Apetite por novidades, capacidade de liderar, criatividade aflorada. Algumas dessas características nascem com quem as têm e facilitam a vida de quem resolve seguir o caminho do empreendedorismo. É possível dizer, então, que algumas pessoas nasceram para empreender?
Responder à pergunta com um sim poderia indicar que não há como empreender com sucesso se a pessoa não tiver algumas dessas características. Já um simples não descartaria o peso de algumas valências inatas na atividade de abrir e fazer crescer um negócio. Como costuma ser o caso com questões complexas, a resposta mais precisa está no meio do caminho e leva em conta uma série de nuances importantes.

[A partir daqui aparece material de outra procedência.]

//! Dominant-colour coverage classifier.

use crate::error::ClassifyError;

use super::frame::CapturedFrame;
use super::hsv::{Hsv, rgb_to_hsv};
use super::mask::{CLEANUP_RADIUS, Mask};
use super::profile::ColorProfile;

/// Fraction of a frame matching a profile after noise cleanup.
#[derive(Debug, Clone, Copy, PartialEq)]
pub struct ClassificationResult {
    /// Coverage in percent, 0–100.
    pub coverage_pct: f32,
    /// Set pixels in the cleaned mask.
    pub matched_pixels: usize,
    pub total_pixels: usize,
}

impl ClassificationResult {
    fn from_counts(matched_pixels: usize, total_pixels: usize) -> Self {
        Self {
            coverage_pct: (matched_pixels as f64 / total_pixels as f64 * 100.0) as f32,
            matched_pixels,
            total_pixels,
        }
    }

    pub fn meets(&self, threshold_pct: f32) -> bool {
        self.coverage_pct >= threshold_pct
    }
}

/// Stateless classifier; one instance can be reused for any profile.
#[derive(Debug, Clone, Copy, Default)]
pub struct ColorClassifier {
    radius: usize,
}

impl ColorClassifier {
    /// Classifier with the standard 5×5 cleanup neighbourhood.
    pub fn new() -> Self {
        Self {
            radius: CLEANUP_RADIUS,
        }
    }

    /// Consume `frame` and measure how much of it matches `profile`.
    pub fn classify(
        &self,
        frame: CapturedFrame,
        profile: &ColorProfile,
    ) -> Result<ClassificationResult, ClassifyError> {
        let mask = self.mask(&frame, profile)?;
        Ok(ClassificationResult::from_counts(
            mask.count(),
            frame.pixel_count(),
        ))
    }

    /// The cleaned, combined mask for `frame` (union of every range,
    /// closed then opened).
    pub fn mask(&self, frame: &CapturedFrame, profile: &ColorProfile) -> Result<Mask, ClassifyError> {
        if frame.pixel_count() == 0 {
            return Err(ClassifyError::EmptyFrame);
        }
        let (w, h) = (frame.width() as usize, frame.height() as usize);
        let hsv: Vec<Hsv> = frame.pixels().map(rgb_to_hsv).collect();

        let mut combined = Mask::empty(w, h);
        for range in profile.ranges() {
            combined.union_with(&Mask::in_range(&hsv, w, h, range));
        }

        Ok(combined.close(self.radius).open(self.radius))
    }
}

Há algum consenso, no entanto, de que algumas características de personalidade ajudam quem se torna empreendedor. “Há pessoas que nascem com algumas predisposições, que a gente pode chamar de talento. Assim como existe com o artista, o músico, o cientista, acontece com o empreendedor também”, explica o professor William Antonio Cerantola, doutor em Ciências da Comunicação (ECA/USP) e mestre em Administração de Empresas (FEA/USP).
Cerantola cita a classificação tipológica de Myers-Briggs (MBTI, na sigla em inglês), que usa quatro dimensões para classificar diferentes tipos de personalidade, para exemplificar como seria esse perfil mais propenso ao empreendedorismo. Na metodologia, há quatro dicotomias estabelecidas: extrovertidos x introvertidos, sensoriais x intuitivos, racionalistas x sentimentais e julgadores x perceptivos. “O perfil preferencial do empreendedor seria o de extroversão, sensação (prefere fatos, evidências, é mais pragmático), sentimento (é confiante, tem facilidade para interagir com pessoas) e julgamento (é decidido, esquemático, cumpre prazos)”, destaca.
Professor e pesquisador da Fundação Dom Cabral, Hugo Braga ressalta também o que chama de características de “pioneiro” como importantes para o empreendedor: “Tem de ser superinovador, mas também ser enérgico, ter facilidade de adaptação ao contexto. É preciso ser propício ao chamado ‘erro honesto’, ou seja, é uma pessoa que testa e erra constantemente”.
Ambiente e capacitação também contam
Só que reunir essas características desde o berço não é garantia de nada. Assim como não tê-las não descarta as chances de alguém fazer sucesso como empreendedor. Outros fatores que vão além dos inatos pesam também.
Braga destaca como o ambiente em que o empreendedor está inserido pode ser decisivo: “As pessoas nascem empreendedoras? Formadas? Não. Quando a gente fala do Vale do Silício, da startup que nasce na garagem de casa, não dá para comparar com a situação do Brasil. As pessoas que montam seus negócios nos Estados Unidos estão cercadas de um ambiente com forte incentivo ao empreendedorismo. Com investimento pesado em pequenas e médias empresas, tradição das universidades americanas de atuar nesse sentido”, analisa.
A busca por conhecimento, aliás, é algo que pode “virar o jogo” de quem não nasceu com características de personalidade que ajudam o empreendedor. É possível, por exemplo, buscar ferramentas que incentivam a pessoa a se tornar mais criativa.
Cerantola destaca como isso pode servir como algum contrapeso às agruras da crise. Ao mesmo tempo em que deve crescer o número de empreendedores por necessidade, ou seja, que abrem negócios por precisarem de renda, as oportunidades para capacitação se ampliaram. Se não tiverem todas essas características de nascença, esses empreendedores tendem a ter mais oportunidades para desenvolvê-las.
“Teremos muitos insucessos nesses empreendimentos. Em contrapartida, como esse é um momento muito particular, estão surgindo iniciativas de grupos de discussão, webinar, muitos cursos que passaram a ser divulgados. Como todos estão conectados, a gente percebe que teve facilitação desse acesso”, afirma o professor.